Fare un controllo ottico per la prima volta è un'esperienza che lascia una traccia immaginifica dietro di sé. Per quanto le tecniche possano essere le più d'avanguardia, gli strumenti i più avanzati, in qualche modo, si ha l'impressione di essere ancora rimasti ai primi passi del cinema, ai fratelli Lumière, per intenderci.
L'occhio è qualcosa di visibile ma che da sempre è collegato all'invisibile. Noi non vediamo i nostri occhi, è come se fossimo sempre sulla soglia di un film tridimensionale, una scatola nera, il nostro corpo, dalla quale escono fuori le nostre membra, ogni tanto la punta del naso e qualche ciuffo di capelli. Le lenti ci suggeriscono che la nostra impressione, la nostra idea di mondo è fortemente appesa al filo del funzionamento delle nostre pupille. Basta una messa non a fuoco, un occhio stanco per mandare in tilt il cervello, facendo confondere i contorni di un particolare di una foto, accavallare le lettere per farle sembrare tutte uguali o stabilire audaci equivalenze tra di loro, quando, invece, risuonano nell'ugola in modo completamente diverso, la quantità e la qualità di fiato differente.

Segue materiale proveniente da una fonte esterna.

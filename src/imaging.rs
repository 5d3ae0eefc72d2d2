//! Image loading helper
//!
//! Reads a PNG or JPEG file and re-encodes it into an in-memory buffer in
//! the same format.

use std::io::Cursor;
use std::path::Path;

use bytes::Bytes;
use image::{ImageReader, ImageResult};

/// Load the image at `path` and re-encode it in its detected format
///
/// Open, decode and encode errors are returned as-is.
pub fn get_image_bytes(path: impl AsRef<Path>) -> ImageResult<Bytes> {
    let reader = ImageReader::open(path)?.with_guessed_format()?;
    let format = reader.format();
    let img = reader.decode()?;

    let mut buf = Cursor::new(Vec::new());
    if let Some(format) = format {
        img.write_to(&mut buf, format)?;
    }

    Ok(Bytes::from(buf.into_inner()))
}
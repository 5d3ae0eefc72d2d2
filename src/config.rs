//! Configuration for the demo device service

use std::collections::HashMap;
use std::path::PathBuf;
use std::time::Duration;

use simple_device_shared::Protocols;

/// Settings the demo host uses to drive the simple driver
#[derive(Debug, Clone)]
pub struct ServiceConfig {
    /// Name of the simulated device
    pub device_name: String,
    /// Protocol properties passed through to the driver
    pub protocols: Protocols,
    /// Capacity of the async values channel
    pub async_buffer_size: usize,
    /// Interval between read cycles
    pub read_interval: Duration,
    /// Image loaded once at startup, if set
    pub image_path: Option<PathBuf>,
}

impl Default for ServiceConfig {
    fn default() -> Self {
        let mut other = HashMap::new();
        other.insert("Address".to_string(), "simple01".to_string());
        other.insert("Port".to_string(), "300".to_string());

        let mut protocols = HashMap::new();
        protocols.insert("other".to_string(), other);

        Self {
            device_name: "Simple-Device01".into(),
            protocols,
            async_buffer_size: 16,
            read_interval: Duration::from_secs(2),
            image_path: None,
        }
    }
}

#[cfg(test)]
mod tests {
    use super::*;

    #[test]
    fn test_default_config() {
        let config = ServiceConfig::default();
        assert_eq!(config.device_name, "Simple-Device01");
        assert_eq!(config.protocols["other"]["Port"], "300");
        assert!(config.async_buffer_size > 0);
        assert!(config.image_path.is_none());
    }
}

Spesso non si pensa alla materialità del nostro sguardo, si cerca, anzi, di affibbiargli una forte dose di spiritualismo, di astratta immaterialità propria dell'anima, cartesianamente intesa, quando è lungi dall'essere solo una condizione ipotetica, ma un qualcosa che riflette al contempo gli acciacchi della nostra scatola nera/corpo e l'urtare, intrattenersi di quest'ultimo con il mondo esterno. Per quanto schermo, il mondo è dotato di vita propria, agisce alle nostre spalle e ci ingloba. 

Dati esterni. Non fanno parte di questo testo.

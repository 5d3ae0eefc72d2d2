//! Protocol driver for the simulated device
//!
//! This module handles:
//! - Binding the host's logger and async channel at initialization
//! - Dispatching read requests to per-resource handlers
//! - Accepting writes and echoing them through the async bridge
//! - Shutdown notification

mod error;
pub mod handlers;
pub mod sampler;
mod simple;

pub use error::DriverError;
pub use simple::SimpleDriver;

use async_trait::async_trait;
use simple_device_shared::{CommandRequest, CommandValue, Protocols};
use tracing::Dispatch;

use crate::telemetry::AsyncBridge;

/// Contract between a device-service host and a protocol driver
#[async_trait]
pub trait ProtocolDriver: Send + Sync {
    /// Bind the host's logging dispatcher and async values channel
    fn initialize(&mut self, logger: Dispatch, async_tx: AsyncBridge) -> Result<(), DriverError>;

    /// Read the resources named by `reqs` from the device
    ///
    /// Returns one slot per request; a slot is `None` when the driver has
    /// no value for that resource.
    async fn handle_read_commands(
        &self,
        device_name: &str,
        protocols: &Protocols,
        reqs: &[CommandRequest],
    ) -> Result<Vec<Option<CommandValue>>, DriverError>;

    /// Write `params` to the resources named by `reqs`
    async fn handle_write_commands(
        &self,
        device_name: &str,
        protocols: &Protocols,
        reqs: &[CommandRequest],
        params: &[CommandValue],
    ) -> Result<(), DriverError>;

    /// Shut down gracefully, or immediately if `force` is set
    fn stop(&mut self, force: bool) -> Result<(), DriverError>;
}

Andare dall'oculista diviene, perciò, una pratica di decentramento di quello che si dà per scontato, ovvero l'assoluta efficienza del nostro corpo-macchina e l'auto-evidenza di ciò che vediamo, per arrivare a vedere tutto sfumato ed incerto, delicato da maneggiare, e costantemente alla ricerca di un dialogo con l'altro, non importa se sia l'oculista stesso al di là della lente o le lettere sul dorso di un libro abbandonato su un tavolo a metri di distanza da noi. L'altro costantemente ci rimanda a lui stesso e a noi stessi, senza soluzioni di continuità. Siamo noi a perderci nelle illusioni ottiche o sono le illusioni ottiche a farci perdere la strada? Il cervello, per quante spiegazioni possa darsi, resterà sempre aggrovigliato dal dubbio.